Description of the task:
Once the line holding "whitelist is configured." is found in the listing below, write it out and each later line exactly, up to and including the one holding "pub enum Verdict".

──────── Provided entries

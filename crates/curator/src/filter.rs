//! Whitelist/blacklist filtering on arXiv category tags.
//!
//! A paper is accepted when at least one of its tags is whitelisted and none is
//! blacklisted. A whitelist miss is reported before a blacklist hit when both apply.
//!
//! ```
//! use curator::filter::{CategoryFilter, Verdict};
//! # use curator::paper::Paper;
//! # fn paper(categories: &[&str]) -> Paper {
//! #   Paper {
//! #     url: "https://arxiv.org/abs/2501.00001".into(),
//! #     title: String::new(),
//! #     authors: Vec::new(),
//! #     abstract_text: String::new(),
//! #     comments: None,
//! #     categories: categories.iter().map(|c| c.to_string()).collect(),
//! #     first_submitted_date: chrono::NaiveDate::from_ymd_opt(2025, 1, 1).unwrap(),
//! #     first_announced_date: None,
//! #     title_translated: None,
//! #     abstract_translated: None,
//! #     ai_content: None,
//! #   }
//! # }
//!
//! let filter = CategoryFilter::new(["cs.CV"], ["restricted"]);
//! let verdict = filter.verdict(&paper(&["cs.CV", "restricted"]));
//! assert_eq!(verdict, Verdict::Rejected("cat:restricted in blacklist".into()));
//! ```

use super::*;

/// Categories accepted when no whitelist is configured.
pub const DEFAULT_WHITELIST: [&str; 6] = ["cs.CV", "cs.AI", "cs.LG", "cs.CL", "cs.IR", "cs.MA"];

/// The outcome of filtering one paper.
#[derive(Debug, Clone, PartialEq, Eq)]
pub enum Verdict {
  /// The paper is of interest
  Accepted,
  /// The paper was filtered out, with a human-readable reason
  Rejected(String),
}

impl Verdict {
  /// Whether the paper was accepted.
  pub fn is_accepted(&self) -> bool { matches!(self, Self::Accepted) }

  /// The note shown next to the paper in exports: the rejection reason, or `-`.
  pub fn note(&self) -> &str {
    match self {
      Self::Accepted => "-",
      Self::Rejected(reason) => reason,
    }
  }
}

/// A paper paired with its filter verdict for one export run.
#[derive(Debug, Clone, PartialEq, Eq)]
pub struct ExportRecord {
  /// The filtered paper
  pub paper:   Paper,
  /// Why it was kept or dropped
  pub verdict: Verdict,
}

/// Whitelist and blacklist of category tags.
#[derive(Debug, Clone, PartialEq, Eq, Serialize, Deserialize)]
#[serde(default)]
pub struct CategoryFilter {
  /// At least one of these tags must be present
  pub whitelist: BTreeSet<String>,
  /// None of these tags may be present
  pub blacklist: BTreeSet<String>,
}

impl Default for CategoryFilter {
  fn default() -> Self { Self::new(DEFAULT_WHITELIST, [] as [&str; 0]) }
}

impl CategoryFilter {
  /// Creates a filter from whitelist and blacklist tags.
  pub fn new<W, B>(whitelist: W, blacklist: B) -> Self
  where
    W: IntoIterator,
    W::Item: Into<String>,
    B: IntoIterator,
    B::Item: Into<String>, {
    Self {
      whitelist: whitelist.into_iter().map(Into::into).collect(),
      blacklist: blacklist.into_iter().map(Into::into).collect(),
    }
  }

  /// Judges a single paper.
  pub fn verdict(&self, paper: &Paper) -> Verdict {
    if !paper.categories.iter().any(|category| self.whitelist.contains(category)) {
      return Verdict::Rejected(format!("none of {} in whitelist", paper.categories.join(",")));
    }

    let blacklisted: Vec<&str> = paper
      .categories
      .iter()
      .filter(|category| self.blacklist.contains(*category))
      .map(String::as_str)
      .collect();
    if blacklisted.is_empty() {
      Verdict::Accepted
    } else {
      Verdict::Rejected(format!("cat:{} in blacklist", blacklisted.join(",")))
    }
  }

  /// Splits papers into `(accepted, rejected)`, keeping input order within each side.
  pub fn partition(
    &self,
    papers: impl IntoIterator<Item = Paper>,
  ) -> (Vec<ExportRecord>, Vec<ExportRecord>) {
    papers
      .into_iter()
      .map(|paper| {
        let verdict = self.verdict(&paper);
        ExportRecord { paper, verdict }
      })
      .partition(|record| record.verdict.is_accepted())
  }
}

────────────────
──────── Provided entries

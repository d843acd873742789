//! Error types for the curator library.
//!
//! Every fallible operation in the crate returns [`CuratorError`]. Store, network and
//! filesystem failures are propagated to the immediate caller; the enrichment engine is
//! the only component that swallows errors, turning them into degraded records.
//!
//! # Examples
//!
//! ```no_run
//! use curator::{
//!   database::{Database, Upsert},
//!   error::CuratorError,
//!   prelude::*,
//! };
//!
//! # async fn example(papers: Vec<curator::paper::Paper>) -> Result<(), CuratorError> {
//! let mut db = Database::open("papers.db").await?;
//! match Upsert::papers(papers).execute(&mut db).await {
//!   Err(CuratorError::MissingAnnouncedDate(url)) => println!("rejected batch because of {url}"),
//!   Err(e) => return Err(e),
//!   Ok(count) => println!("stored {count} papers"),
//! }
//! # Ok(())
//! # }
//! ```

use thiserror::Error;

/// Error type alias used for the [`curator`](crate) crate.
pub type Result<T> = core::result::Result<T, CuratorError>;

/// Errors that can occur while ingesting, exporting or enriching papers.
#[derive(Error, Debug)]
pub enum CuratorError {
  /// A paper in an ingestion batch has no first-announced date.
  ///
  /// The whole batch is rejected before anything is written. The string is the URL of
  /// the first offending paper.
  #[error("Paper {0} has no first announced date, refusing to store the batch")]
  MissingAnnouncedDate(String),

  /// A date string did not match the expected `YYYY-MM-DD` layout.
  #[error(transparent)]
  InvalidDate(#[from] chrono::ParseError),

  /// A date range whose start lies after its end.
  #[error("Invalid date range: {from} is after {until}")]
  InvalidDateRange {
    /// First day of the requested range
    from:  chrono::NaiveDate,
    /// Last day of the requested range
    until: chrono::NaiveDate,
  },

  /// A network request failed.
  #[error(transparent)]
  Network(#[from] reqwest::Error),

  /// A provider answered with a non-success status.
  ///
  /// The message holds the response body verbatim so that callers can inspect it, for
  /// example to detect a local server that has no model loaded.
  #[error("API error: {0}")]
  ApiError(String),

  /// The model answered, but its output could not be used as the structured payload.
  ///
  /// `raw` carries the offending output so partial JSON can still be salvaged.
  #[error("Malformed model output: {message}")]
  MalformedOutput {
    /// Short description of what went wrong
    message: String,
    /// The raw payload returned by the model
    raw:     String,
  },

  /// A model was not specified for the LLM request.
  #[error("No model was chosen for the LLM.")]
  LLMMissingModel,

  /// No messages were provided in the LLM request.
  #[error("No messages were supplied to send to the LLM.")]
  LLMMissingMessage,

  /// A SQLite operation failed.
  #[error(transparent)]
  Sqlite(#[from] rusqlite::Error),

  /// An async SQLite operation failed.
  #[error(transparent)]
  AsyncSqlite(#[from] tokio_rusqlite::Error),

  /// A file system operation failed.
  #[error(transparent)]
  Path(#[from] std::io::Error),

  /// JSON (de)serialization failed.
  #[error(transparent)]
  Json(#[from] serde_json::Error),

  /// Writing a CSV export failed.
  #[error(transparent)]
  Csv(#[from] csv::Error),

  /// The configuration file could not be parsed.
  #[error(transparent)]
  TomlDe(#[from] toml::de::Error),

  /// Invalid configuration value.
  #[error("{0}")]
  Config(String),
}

────────────────
──────── Provided entries

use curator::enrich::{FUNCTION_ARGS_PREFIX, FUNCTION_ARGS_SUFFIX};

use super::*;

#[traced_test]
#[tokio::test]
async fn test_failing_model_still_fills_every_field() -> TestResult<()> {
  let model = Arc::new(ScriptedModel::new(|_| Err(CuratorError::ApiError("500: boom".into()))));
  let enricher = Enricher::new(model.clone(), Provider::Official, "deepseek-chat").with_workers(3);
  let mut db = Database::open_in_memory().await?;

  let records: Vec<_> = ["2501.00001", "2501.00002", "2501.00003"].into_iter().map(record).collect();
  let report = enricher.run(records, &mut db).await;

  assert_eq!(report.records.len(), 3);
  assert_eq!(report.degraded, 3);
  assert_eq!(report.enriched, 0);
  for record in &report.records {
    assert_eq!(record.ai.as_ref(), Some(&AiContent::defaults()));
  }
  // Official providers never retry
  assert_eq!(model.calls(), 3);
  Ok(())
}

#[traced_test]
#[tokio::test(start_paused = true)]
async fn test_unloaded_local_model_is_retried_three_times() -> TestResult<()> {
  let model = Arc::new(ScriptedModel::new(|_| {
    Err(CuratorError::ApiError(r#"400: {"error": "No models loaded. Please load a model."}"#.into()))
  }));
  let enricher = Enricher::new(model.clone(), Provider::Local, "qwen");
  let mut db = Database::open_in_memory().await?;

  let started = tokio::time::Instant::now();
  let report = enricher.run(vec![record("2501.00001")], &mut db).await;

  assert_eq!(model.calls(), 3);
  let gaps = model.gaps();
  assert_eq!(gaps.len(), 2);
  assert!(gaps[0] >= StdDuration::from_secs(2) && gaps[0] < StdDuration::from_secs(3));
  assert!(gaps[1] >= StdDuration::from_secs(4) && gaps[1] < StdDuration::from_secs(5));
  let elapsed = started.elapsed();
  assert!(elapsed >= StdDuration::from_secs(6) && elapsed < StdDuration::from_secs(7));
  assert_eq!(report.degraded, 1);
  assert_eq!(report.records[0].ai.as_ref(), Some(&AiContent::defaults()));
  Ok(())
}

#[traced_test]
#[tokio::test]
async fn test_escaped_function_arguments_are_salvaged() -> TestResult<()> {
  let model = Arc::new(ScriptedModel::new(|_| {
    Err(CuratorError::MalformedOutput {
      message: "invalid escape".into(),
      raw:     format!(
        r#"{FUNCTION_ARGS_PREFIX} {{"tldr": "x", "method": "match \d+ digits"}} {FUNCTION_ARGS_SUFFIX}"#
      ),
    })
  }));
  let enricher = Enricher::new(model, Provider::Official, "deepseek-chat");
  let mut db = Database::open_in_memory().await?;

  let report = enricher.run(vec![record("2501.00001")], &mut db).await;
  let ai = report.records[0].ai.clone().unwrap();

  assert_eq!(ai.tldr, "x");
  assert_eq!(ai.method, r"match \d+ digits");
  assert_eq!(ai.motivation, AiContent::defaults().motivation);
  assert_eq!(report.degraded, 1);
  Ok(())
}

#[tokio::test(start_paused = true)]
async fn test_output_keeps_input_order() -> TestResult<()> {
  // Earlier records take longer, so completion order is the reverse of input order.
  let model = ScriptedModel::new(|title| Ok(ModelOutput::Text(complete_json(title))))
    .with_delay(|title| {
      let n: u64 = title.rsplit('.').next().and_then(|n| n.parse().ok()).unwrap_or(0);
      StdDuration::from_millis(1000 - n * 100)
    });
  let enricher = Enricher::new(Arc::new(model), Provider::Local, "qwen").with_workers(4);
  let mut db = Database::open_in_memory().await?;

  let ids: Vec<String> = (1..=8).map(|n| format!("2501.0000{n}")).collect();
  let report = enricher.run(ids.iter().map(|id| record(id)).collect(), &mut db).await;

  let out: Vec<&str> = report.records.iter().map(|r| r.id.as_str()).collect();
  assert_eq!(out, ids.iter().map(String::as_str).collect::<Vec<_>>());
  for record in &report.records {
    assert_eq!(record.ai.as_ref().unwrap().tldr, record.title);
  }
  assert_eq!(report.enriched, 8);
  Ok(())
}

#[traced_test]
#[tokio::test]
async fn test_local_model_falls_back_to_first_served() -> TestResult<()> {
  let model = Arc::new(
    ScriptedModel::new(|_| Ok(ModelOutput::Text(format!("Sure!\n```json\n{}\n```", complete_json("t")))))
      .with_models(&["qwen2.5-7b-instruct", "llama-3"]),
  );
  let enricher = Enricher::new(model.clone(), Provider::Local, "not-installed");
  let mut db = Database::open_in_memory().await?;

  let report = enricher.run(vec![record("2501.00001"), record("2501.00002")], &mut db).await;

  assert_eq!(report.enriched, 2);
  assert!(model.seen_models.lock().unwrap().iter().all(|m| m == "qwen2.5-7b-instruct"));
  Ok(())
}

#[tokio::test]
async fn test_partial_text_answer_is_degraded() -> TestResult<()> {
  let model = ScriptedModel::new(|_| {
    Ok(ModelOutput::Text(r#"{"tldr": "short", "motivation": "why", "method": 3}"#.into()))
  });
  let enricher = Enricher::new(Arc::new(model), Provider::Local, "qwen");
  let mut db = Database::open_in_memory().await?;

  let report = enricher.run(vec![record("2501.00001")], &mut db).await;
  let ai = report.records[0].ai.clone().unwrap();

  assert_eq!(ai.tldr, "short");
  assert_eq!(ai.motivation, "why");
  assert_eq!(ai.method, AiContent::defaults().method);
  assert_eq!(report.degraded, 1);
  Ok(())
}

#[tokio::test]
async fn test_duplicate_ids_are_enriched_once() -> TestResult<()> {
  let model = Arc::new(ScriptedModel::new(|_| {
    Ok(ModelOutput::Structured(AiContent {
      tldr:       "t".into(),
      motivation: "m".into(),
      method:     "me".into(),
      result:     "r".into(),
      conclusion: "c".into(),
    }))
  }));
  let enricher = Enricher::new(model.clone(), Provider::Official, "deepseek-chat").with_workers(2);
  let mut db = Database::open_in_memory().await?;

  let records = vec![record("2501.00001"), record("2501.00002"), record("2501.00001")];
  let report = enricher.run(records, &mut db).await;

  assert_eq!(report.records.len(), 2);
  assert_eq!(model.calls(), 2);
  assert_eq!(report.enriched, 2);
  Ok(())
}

────────────────

Answer for this exercise:
/// Categories accepted when no whitelist is configured.
pub const DEFAULT_WHITELIST: [&str; 6] = ["cs.CV", "cs.AI", "cs.LG", "cs.CL", "cs.IR", "cs.MA"];

/// The outcome of filtering one paper.
#[derive(Debug, Clone, PartialEq, Eq)]
pub enum Verdict {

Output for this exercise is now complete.